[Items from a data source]

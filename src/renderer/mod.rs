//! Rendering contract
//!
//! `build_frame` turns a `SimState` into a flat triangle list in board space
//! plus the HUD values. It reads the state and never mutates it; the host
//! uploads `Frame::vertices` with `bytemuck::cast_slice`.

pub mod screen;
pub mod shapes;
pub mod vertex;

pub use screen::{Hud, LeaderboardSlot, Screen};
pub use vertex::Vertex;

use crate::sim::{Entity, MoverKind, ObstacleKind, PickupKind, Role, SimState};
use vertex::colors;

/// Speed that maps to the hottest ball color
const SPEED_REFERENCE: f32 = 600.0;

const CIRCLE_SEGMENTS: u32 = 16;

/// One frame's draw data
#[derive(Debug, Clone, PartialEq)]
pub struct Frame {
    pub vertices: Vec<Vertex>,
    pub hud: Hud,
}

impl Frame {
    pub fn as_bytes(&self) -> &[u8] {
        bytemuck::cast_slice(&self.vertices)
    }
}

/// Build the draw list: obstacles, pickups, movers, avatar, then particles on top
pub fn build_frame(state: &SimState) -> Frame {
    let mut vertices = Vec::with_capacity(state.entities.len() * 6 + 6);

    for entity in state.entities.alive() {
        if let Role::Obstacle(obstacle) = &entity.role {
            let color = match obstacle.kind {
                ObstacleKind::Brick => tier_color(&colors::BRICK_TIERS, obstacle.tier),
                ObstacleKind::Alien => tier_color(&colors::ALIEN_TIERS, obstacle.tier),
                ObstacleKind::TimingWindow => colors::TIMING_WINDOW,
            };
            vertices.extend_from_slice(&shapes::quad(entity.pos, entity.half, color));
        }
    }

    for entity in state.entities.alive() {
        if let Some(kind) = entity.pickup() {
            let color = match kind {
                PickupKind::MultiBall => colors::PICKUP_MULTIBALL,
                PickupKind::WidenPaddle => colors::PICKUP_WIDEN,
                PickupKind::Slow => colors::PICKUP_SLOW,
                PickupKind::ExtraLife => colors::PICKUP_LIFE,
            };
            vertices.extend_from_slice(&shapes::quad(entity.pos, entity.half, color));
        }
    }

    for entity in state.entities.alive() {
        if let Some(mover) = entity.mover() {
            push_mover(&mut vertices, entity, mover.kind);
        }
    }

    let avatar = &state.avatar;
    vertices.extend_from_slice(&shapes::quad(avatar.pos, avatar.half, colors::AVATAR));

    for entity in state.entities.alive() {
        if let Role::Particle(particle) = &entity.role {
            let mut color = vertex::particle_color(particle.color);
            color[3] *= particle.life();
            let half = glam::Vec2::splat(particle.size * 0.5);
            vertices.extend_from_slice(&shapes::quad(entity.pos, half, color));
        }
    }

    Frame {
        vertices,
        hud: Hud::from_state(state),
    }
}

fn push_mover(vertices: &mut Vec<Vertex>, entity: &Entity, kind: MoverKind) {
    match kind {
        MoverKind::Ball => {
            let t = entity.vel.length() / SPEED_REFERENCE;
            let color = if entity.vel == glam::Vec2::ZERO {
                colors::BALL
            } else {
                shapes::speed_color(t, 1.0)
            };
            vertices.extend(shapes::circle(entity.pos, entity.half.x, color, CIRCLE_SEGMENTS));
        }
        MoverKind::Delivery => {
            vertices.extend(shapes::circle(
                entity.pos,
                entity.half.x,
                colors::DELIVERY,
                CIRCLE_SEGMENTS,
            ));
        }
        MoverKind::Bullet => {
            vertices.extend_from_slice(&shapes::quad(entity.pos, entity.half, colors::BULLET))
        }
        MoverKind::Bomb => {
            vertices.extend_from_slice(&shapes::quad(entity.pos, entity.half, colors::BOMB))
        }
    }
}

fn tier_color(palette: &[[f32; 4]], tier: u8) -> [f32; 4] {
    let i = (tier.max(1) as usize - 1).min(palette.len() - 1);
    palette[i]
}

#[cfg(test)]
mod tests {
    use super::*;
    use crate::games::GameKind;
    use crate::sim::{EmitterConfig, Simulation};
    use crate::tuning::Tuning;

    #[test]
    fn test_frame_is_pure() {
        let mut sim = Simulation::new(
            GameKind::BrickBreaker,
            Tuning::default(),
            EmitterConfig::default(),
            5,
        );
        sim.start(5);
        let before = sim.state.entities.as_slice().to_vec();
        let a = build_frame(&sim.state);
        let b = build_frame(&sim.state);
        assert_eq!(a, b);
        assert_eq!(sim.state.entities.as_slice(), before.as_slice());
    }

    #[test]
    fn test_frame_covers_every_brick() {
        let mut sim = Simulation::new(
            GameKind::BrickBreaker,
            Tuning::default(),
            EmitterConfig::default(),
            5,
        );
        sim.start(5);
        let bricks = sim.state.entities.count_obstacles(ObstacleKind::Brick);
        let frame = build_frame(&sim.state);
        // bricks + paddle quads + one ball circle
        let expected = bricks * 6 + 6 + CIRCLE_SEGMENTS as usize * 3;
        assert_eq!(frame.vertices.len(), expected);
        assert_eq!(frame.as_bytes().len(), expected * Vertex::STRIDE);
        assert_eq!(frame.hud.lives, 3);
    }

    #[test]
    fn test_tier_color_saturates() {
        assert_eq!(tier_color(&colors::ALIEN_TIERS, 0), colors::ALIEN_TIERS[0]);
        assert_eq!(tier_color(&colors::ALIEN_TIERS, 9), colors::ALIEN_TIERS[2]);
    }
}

Action item.
The required answer is the run of lines above, starting at the line with "pub mod shapes;" and ending at the line with "const SPEED_REFERENCE: f32 = 600.0;", reproduced exactly with both ends.

Response to the exercise.
pub mod shapes;
pub mod vertex;

pub use screen::{Hud, LeaderboardSlot, Screen};
pub use vertex::Vertex;

use crate::sim::{Entity, MoverKind, ObstacleKind, PickupKind, Role, SimState};
use vertex::colors;

/// Speed that maps to the hottest ball color
const SPEED_REFERENCE: f32 = 600.0;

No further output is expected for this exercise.